[Data extract]
Segment Open

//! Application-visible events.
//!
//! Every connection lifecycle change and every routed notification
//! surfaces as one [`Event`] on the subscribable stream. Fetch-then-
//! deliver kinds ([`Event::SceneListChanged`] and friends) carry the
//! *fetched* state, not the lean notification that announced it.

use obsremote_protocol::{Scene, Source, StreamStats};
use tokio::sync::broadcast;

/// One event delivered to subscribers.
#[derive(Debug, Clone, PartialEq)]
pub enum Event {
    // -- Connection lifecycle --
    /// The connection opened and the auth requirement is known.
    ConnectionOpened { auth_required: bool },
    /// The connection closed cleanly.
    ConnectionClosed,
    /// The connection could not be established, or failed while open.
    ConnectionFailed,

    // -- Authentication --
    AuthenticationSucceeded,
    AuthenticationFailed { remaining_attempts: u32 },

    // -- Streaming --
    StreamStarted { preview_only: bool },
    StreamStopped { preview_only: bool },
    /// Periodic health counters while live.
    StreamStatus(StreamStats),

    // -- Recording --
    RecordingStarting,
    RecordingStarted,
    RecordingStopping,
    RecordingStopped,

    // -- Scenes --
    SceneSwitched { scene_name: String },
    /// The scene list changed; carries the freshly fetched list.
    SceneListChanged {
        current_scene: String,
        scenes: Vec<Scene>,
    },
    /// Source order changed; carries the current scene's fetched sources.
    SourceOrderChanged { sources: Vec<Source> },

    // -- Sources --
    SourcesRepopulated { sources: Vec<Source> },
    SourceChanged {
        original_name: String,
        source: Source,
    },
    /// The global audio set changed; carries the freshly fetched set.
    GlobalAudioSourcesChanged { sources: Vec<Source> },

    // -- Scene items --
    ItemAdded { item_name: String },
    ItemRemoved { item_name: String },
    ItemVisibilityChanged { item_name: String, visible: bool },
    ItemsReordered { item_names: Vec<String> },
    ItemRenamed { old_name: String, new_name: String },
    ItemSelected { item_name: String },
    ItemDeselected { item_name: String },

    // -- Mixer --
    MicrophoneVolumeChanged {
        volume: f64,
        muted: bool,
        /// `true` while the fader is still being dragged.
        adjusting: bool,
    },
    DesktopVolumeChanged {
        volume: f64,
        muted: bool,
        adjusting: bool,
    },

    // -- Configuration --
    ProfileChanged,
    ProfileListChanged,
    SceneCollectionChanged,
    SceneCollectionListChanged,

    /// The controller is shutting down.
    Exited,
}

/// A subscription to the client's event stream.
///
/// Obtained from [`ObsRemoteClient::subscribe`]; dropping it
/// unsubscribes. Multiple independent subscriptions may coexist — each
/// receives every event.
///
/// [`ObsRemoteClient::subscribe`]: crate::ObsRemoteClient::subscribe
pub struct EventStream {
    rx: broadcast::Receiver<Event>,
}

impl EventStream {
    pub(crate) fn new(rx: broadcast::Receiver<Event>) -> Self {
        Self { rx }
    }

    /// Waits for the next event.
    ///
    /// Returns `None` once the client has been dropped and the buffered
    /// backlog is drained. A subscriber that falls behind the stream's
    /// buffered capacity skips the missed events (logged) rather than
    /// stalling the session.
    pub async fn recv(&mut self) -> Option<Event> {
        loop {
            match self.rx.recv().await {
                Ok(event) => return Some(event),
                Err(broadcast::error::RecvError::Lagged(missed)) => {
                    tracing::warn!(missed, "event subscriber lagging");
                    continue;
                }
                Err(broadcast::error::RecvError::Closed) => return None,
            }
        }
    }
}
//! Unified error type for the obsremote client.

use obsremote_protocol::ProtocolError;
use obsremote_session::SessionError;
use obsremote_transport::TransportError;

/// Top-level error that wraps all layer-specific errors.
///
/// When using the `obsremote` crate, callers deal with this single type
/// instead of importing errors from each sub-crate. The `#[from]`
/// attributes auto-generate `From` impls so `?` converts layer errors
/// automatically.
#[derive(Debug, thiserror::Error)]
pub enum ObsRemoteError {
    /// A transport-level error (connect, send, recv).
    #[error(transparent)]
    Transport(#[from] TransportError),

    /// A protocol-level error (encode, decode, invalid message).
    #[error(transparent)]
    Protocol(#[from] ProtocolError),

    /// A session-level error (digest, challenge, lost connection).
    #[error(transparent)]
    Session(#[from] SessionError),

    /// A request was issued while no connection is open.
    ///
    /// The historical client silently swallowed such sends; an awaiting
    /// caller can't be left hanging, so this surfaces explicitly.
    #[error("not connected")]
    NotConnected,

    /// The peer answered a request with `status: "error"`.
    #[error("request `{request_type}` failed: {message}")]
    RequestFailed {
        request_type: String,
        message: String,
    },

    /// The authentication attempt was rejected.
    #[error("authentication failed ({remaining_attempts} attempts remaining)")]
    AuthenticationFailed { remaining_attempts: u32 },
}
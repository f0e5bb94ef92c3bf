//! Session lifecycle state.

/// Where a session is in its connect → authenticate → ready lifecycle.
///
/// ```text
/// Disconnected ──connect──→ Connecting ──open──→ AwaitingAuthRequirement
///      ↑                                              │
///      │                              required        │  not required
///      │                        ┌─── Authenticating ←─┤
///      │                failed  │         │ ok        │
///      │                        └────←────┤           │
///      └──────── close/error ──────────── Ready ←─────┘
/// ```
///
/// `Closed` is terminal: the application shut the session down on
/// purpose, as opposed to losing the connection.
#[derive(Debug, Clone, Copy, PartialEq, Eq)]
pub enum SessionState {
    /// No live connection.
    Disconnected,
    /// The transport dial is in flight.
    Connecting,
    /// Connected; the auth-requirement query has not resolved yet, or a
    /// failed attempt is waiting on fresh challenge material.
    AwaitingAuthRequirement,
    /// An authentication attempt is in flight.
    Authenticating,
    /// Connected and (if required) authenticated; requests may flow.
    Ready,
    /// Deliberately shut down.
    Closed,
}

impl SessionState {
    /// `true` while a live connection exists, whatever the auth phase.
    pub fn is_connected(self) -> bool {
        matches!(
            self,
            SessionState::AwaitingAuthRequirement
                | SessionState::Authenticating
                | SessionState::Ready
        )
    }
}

Segment Closed

[Work to complete] Return the entries in full, keeping every line exactly as it is.

[Task response]
//! Application-visible events.
//!
//! Every connection lifecycle change and every routed notification
//! surfaces as one [`Event`] on the subscribable stream. Fetch-then-
//! deliver kinds ([`Event::SceneListChanged`] and friends) carry the
//! *fetched* state, not the lean notification that announced it.

use obsremote_protocol::{Scene, Source, StreamStats};
use tokio::sync::broadcast;

/// One event delivered to subscribers.
#[derive(Debug, Clone, PartialEq)]
pub enum Event {
    // -- Connection lifecycle --
    /// The connection opened and the auth requirement is known.
    ConnectionOpened { auth_required: bool },
    /// The connection closed cleanly.
    ConnectionClosed,
    /// The connection could not be established, or failed while open.
    ConnectionFailed,

    // -- Authentication --
    AuthenticationSucceeded,
    AuthenticationFailed { remaining_attempts: u32 },

    // -- Streaming --
    StreamStarted { preview_only: bool },
    StreamStopped { preview_only: bool },
    /// Periodic health counters while live.
    StreamStatus(StreamStats),

    // -- Recording --
    RecordingStarting,
    RecordingStarted,
    RecordingStopping,
    RecordingStopped,

    // -- Scenes --
    SceneSwitched { scene_name: String },
    /// The scene list changed; carries the freshly fetched list.
    SceneListChanged {
        current_scene: String,
        scenes: Vec<Scene>,
    },
    /// Source order changed; carries the current scene's fetched sources.
    SourceOrderChanged { sources: Vec<Source> },

    // -- Sources --
    SourcesRepopulated { sources: Vec<Source> },
    SourceChanged {
        original_name: String,
        source: Source,
    },
    /// The global audio set changed; carries the freshly fetched set.
    GlobalAudioSourcesChanged { sources: Vec<Source> },

    // -- Scene items --
    ItemAdded { item_name: String },
    ItemRemoved { item_name: String },
    ItemVisibilityChanged { item_name: String, visible: bool },
    ItemsReordered { item_names: Vec<String> },
    ItemRenamed { old_name: String, new_name: String },
    ItemSelected { item_name: String },
    ItemDeselected { item_name: String },

    // -- Mixer --
    MicrophoneVolumeChanged {
        volume: f64,
        muted: bool,
        /// `true` while the fader is still being dragged.
        adjusting: bool,
    },
    DesktopVolumeChanged {
        volume: f64,
        muted: bool,
        adjusting: bool,
    },

    // -- Configuration --
    ProfileChanged,
    ProfileListChanged,
    SceneCollectionChanged,
    SceneCollectionListChanged,

    /// The controller is shutting down.
    Exited,
}

/// A subscription to the client's event stream.
///
/// Obtained from [`ObsRemoteClient::subscribe`]; dropping it
/// unsubscribes. Multiple independent subscriptions may coexist — each
/// receives every event.
///
/// [`ObsRemoteClient::subscribe`]: crate::ObsRemoteClient::subscribe
pub struct EventStream {
    rx: broadcast::Receiver<Event>,
}

impl EventStream {
    pub(crate) fn new(rx: broadcast::Receiver<Event>) -> Self {
        Self { rx }
    }

    /// Waits for the next event.
    ///
    /// Returns `None` once the client has been dropped and the buffered
    /// backlog is drained. A subscriber that falls behind the stream's
    /// buffered capacity skips the missed events (logged) rather than
    /// stalling the session.
    pub async fn recv(&mut self) -> Option<Event> {
        loop {
            match self.rx.recv().await {
                Ok(event) => return Some(event),
                Err(broadcast::error::RecvError::Lagged(missed)) => {
                    tracing::warn!(missed, "event subscriber lagging");
                    continue;
                }
                Err(broadcast::error::RecvError::Closed) => return None,
            }
        }
    }
}
//! Unified error type for the obsremote client.

use obsremote_protocol::ProtocolError;
use obsremote_session::SessionError;
use obsremote_transport::TransportError;

/// Top-level error that wraps all layer-specific errors.
///
/// When using the `obsremote` crate, callers deal with this single type
/// instead of importing errors from each sub-crate. The `#[from]`
/// attributes auto-generate `From` impls so `?` converts layer errors
/// automatically.
#[derive(Debug, thiserror::Error)]
pub enum ObsRemoteError {
    /// A transport-level error (connect, send, recv).
    #[error(transparent)]
    Transport(#[from] TransportError),

    /// A protocol-level error (encode, decode, invalid message).
    #[error(transparent)]
    Protocol(#[from] ProtocolError),

    /// A session-level error (digest, challenge, lost connection).
    #[error(transparent)]
    Session(#[from] SessionError),

    /// A request was issued while no connection is open.
    ///
    /// The historical client silently swallowed such sends; an awaiting
    /// caller can't be left hanging, so this surfaces explicitly.
    #[error("not connected")]
    NotConnected,

    /// The peer answered a request with `status: "error"`.
    #[error("request `{request_type}` failed: {message}")]
    RequestFailed {
        request_type: String,
        message: String,
    },

    /// The authentication attempt was rejected.
    #[error("authentication failed ({remaining_attempts} attempts remaining)")]
    AuthenticationFailed { remaining_attempts: u32 },
}
repository f0e5bb94ef92c3bf
//! Session lifecycle state.

/// Where a session is in its connect → authenticate → ready lifecycle.
///
/// ```text
/// Disconnected ──connect──→ Connecting ──open──→ AwaitingAuthRequirement
///      ↑                                              │
///      │                              required        │  not required
///      │                        ┌─── Authenticating ←─┤
///      │                failed  │         │ ok        │
///      │                        └────←────┤           │
///      └──────── close/error ──────────── Ready ←─────┘
/// ```
///
/// `Closed` is terminal: the application shut the session down on
/// purpose, as opposed to losing the connection.
#[derive(Debug, Clone, Copy, PartialEq, Eq)]
pub enum SessionState {
    /// No live connection.
    Disconnected,
    /// The transport dial is in flight.
    Connecting,
    /// Connected; the auth-requirement query has not resolved yet, or a
    /// failed attempt is waiting on fresh challenge material.
    AwaitingAuthRequirement,
    /// An authentication attempt is in flight.
    Authenticating,
    /// Connected and (if required) authenticated; requests may flow.
    Ready,
    /// Deliberately shut down.
    Closed,
}

impl SessionState {
    /// `true` while a live connection exists, whatever the auth phase.
    pub fn is_connected(self) -> bool {
        matches!(
            self,
            SessionState::AwaitingAuthRequirement
                | SessionState::Authenticating
                | SessionState::Ready
        )
    }
}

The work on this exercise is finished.